RE: XML Schemas patterns (was: Re: Defining recursive elements?)

Michael Kay writes:

> But it was written before anyone had any awareness of the impact on
> schema-aware queries and stylesheets. This changes the rules, 
> for example it
> becomes much more important to define global elements and types
> so that you
> can use their names in function signatures.

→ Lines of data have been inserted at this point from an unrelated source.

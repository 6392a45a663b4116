//! The protocol engine: issue a request, recognize a 402 challenge, settle
//! the payment on a supported chain, and replay the request with proof
//! headers attached.

use reqwest::header::InvalidHeaderValue;
use reqwest::{IntoUrl, Request, Response, StatusCode};
use std::fmt::{Debug, Formatter};
use std::sync::Arc;

use crate::chain::{ChainId, ProviderError, ProviderRegistry, TxRef};
use crate::challenge::{self, ChallengeOption, PaymentChallenge};
use crate::proof::{PaymentProof, ProofCache};
use crate::timestamp::UnixTimestamp;
use crate::util::MoneyAmount;

type ChallengeHook = Arc<dyn Fn(&PaymentChallenge) + Send + Sync>;
type PaymentHook = Arc<dyn Fn(&PaymentProof) + Send + Sync>;

/// Errors surfaced by [`X402Client::fetch`].
#[derive(Debug, thiserror::Error)]
pub enum X402Error {
    /// The server answered 402 but the body carried no parsable challenge.
    #[error("402 response carried no parsable payment challenge")]
    MalformedChallenge,
    #[error("payment challenge is already expired")]
    ChallengeExpired,
    /// None of the chains the server offered has a registered provider.
    #[error("no configured provider for any offered chain: {}", .offered.iter().map(|c| c.as_str()).collect::<Vec<_>>().join(", "))]
    NoSupportedChain { offered: Vec<ChainId> },
    /// The selected option costs more than the configured auto-pay ceiling.
    #[error("challenge amount {amount} exceeds the configured limit {limit}")]
    AmountExceedsLimit {
        amount: MoneyAmount,
        limit: MoneyAmount,
    },
    /// The transfer landed on chain but executed unsuccessfully.
    #[error("payment transaction {0} was not confirmed")]
    PaymentNotConfirmed(TxRef),
    /// The request body is a stream and cannot be replayed.
    #[error("request cannot be cloned for replay")]
    RequestNotCloneable,
    #[error(transparent)]
    Provider(#[from] ProviderError),
    #[error(transparent)]
    Transport(#[from] reqwest::Error),
    #[error("payment proof is not encodable as headers: {0}")]
    HeaderEncode(#[from] InvalidHeaderValue),
}

/// An HTTP client that settles x402 payment challenges automatically.
///
/// Construction is by consuming builder methods:
///
/// ```no_run
/// # use x402_agent::client::X402Client;
/// # use x402_agent::chain::{ChainId, ProviderRegistry};
/// # fn registry() -> ProviderRegistry { ProviderRegistry::new() }
/// let client = X402Client::new(registry())
///     .with_preferred_chain(ChainId::from("base"))
///     .with_max_payment("1.00".parse().unwrap());
/// ```
#[derive(Clone)]
pub struct X402Client {
    http: reqwest::Client,
    registry: ProviderRegistry,
    cache: Arc<ProofCache>,
    preferred_chain: Option<ChainId>,
    max_payment: Option<MoneyAmount>,
    on_challenge: Option<ChallengeHook>,
    on_payment: Option<PaymentHook>,
}

impl Debug for X402Client {
    fn fmt(&self, f: &mut Formatter<'_>) -> std::fmt::Result {
        f.debug_struct("X402Client")
            .field("registry", &self.registry)
            .field("preferred_chain", &self.preferred_chain)
            .field("max_payment", &self.max_payment)
            .finish()
    }
}

impl X402Client {
    pub fn new(registry: ProviderRegistry) -> Self {
        Self {
            http: reqwest::Client::new(),
            registry,
            cache: Arc::new(ProofCache::new()),
            preferred_chain: None,
            max_payment: None,
            on_challenge: None,
            on_payment: None,
        }
    }

    /// Replaces the underlying HTTP client, e.g. to set timeouts or proxies.
    pub fn with_http_client(mut self, http: reqwest::Client) -> Self {
        self.http = http;
        self
    }

    /// Prefer this chain when the server offers it and a provider exists.
    pub fn with_preferred_chain(mut self, chain: ChainId) -> Self {
        self.preferred_chain = Some(chain);
        self
    }

    /// Auto-pay ceiling: challenges asking more than this are refused.
    pub fn with_max_payment(mut self, limit: MoneyAmount) -> Self {
        self.max_payment = Some(limit);
        self
    }

    /// Called with every parsed challenge before any settlement starts.
    pub fn on_challenge<F>(mut self, hook: F) -> Self
    where
        F: Fn(&PaymentChallenge) + Send + Sync + 'static,
    {
        self.on_challenge = Some(Arc::new(hook));
        self
    }

    /// Called with every confirmed payment proof before the replay.
    pub fn on_payment<F>(mut self, hook: F) -> Self
    where
        F: Fn(&PaymentProof) + Send + Sync + 'static,
    {
        self.on_payment = Some(Arc::new(hook));
        self
    }

    pub fn cache(&self) -> &ProofCache {
        &self.cache
    }

    /// Convenience for a plain GET of `url` through [`Self::fetch`].
    pub async fn get(&self, url: impl IntoUrl) -> Result<Response, X402Error> {
        let request = self.http.get(url).build()?;
        self.fetch(request).await
    }

    /// Issues `request`, paying a 402 challenge if one comes back.
    ///
    /// A cached proof for the URL is replayed first; if the server still
    /// answers 402 the stale proof is dropped and a fresh payment runs. A
    /// successful settlement caches its proof before the final replay, so a
    /// replay that fails at the transport level does not lose the payment.
    #[tracing::instrument(skip_all, fields(url = %request.url()))]
    pub async fn fetch(&self, request: Request) -> Result<Response, X402Error> {
        let url = request.url().to_string();

        if let Some(proof) = self.cache.get(&url) {
            let mut replay = clone_request(&request)?;
            replay.headers_mut().extend(proof.header_map()?);
            let response = self.http.execute(replay).await?;
            if response.status() != StatusCode::PAYMENT_REQUIRED {
                return Ok(response);
            }
            tracing::debug!("Cached proof rejected, settling a fresh payment");
            self.cache.remove(&url);
            return self.settle_and_replay(request, response).await;
        }

        let replay = clone_request(&request)?;
        let response = self.http.execute(request).await?;
        if response.status() != StatusCode::PAYMENT_REQUIRED {
            return Ok(response);
        }
        self.settle_and_replay(replay, response).await
    }

    /// Picks the challenge option to settle: the preferred chain when the
    /// server offers it, otherwise the first server-listed chain that has a
    /// registered provider.
    pub(crate) fn select_option(&self, challenge: &PaymentChallenge) -> Option<ChallengeOption> {
        if let Some(preferred) = &self.preferred_chain {
            if self.registry.contains(preferred) {
                if let Some(option) = challenge.chains.iter().find(|o| &o.chain == preferred) {
                    return Some(option.clone());
                }
            }
        }
        challenge
            .chains
            .iter()
            .find(|o| self.registry.contains(&o.chain))
            .cloned()
    }

    async fn settle_and_replay(
        &self,
        request: Request,
        response: Response,
    ) -> Result<Response, X402Error> {
        let url = request.url().to_string();
        let body = response.bytes().await?;
        let challenge = challenge::parse(&body).ok_or(X402Error::MalformedChallenge)?;
        if challenge.is_expired(UnixTimestamp::now()) {
            return Err(X402Error::ChallengeExpired);
        }
        if let Some(hook) = &self.on_challenge {
            hook(&challenge);
        }

        let option = self.select_option(&challenge).ok_or_else(|| {
            X402Error::NoSupportedChain {
                offered: challenge.chains.iter().map(|o| o.chain.clone()).collect(),
            }
        })?;
        if let Some(limit) = &self.max_payment {
            if option.amount > *limit {
                return Err(X402Error::AmountExceedsLimit {
                    amount: option.amount,
                    limit: limit.clone(),
                });
            }
        }
        let provider =
            self.registry
                .by_chain(&option.chain)
                .ok_or_else(|| X402Error::NoSupportedChain {
                    offered: vec![option.chain.clone()],
                })?;

        tracing::info!(chain = %option.chain, amount = %option.amount, "Settling payment challenge");
        let tx_ref = provider
            .send_stablecoin(&option.receiver, &option.amount)
            .await?;
        let confirmed = provider.wait_for_confirmation(&tx_ref).await?;
        if !confirmed {
            return Err(X402Error::PaymentNotConfirmed(tx_ref));
        }

        let proof = PaymentProof {
            chain: option.chain,
            receiver: option.receiver,
            amount: option.amount,
            tx_ref,
            nonce: challenge.nonce,
            timestamp: UnixTimestamp::now(),
        };
        if let Some(hook) = &self.on_payment {
            hook(&proof);
        }
        let headers = proof.header_map()?;
        self.cache.put(&url, proof);

        let mut replay = request;
        replay.headers_mut().extend(headers);
        Ok(self.http.execute(replay).await?)
    }
}

fn clone_request(request: &Request) -> Result<Request, X402Error> {
    request.try_clone().ok_or(X402Error::RequestNotCloneable)
}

Yes, and at the risk of being controversial, I'll go further:  I think 
local element declarations have been oversold in XML schema.  In part, 
this is because we made what is a mistake in my opinion, which is to make 
it convenient syntactically to define local elements, and somewhat 
clumsier to use global ones.  Because the form:

  <element name="outer">
    <sequence>
        <element name="inner1" type="t1"/>
        <element name="inner2" type="t2"/>
    </sequence>
  </element>
 
is convenient, obvious, and isomorphic to the instances it validates, 
people use it.  Local elements also appear in early examples in the 
primer, so people think they're the obvious way to do things.   I believe 
that all this is to some extent a mistake.    Local element declarations 
are essential in the particular case where you need conflicting 
declarations for the same named element according to context.  When that's 
what you need, use locals.  Otherwise, I think globals are more robust, 
for the following reasons, among others:

* It's a single uniform model: even when you want to use locals, you need 
a global to wrap them in.  That makes your schema asymmetric, with some 
globals and some locals.  Using all globals means all elements are defined 
using the same constructs.
* You can begin validation from any global element, which means that you 
can validate incrementally when editing pieces of documents.
* XML vocabularies are often designed to be reusable across documents. You 
can share references to globals, not locals.
* The whole business of elementForm and elementFormDefault doesn't come 
up.
* As Michael says, you have a first class construct for use in function 
signatures, etc.

Global element declarations are the ones that correspond most closely  to 
what you get with DTDs, and thus are reasonably well understood in their 
implications.  Historically, locals were added to the schema language 
primarily to allow for mappings of existing programming language 
structures that might themselves provide local scoping (the same named 
property x as an int or a float according to the struct in which it 
appears.)  For those cases, fine, use them. 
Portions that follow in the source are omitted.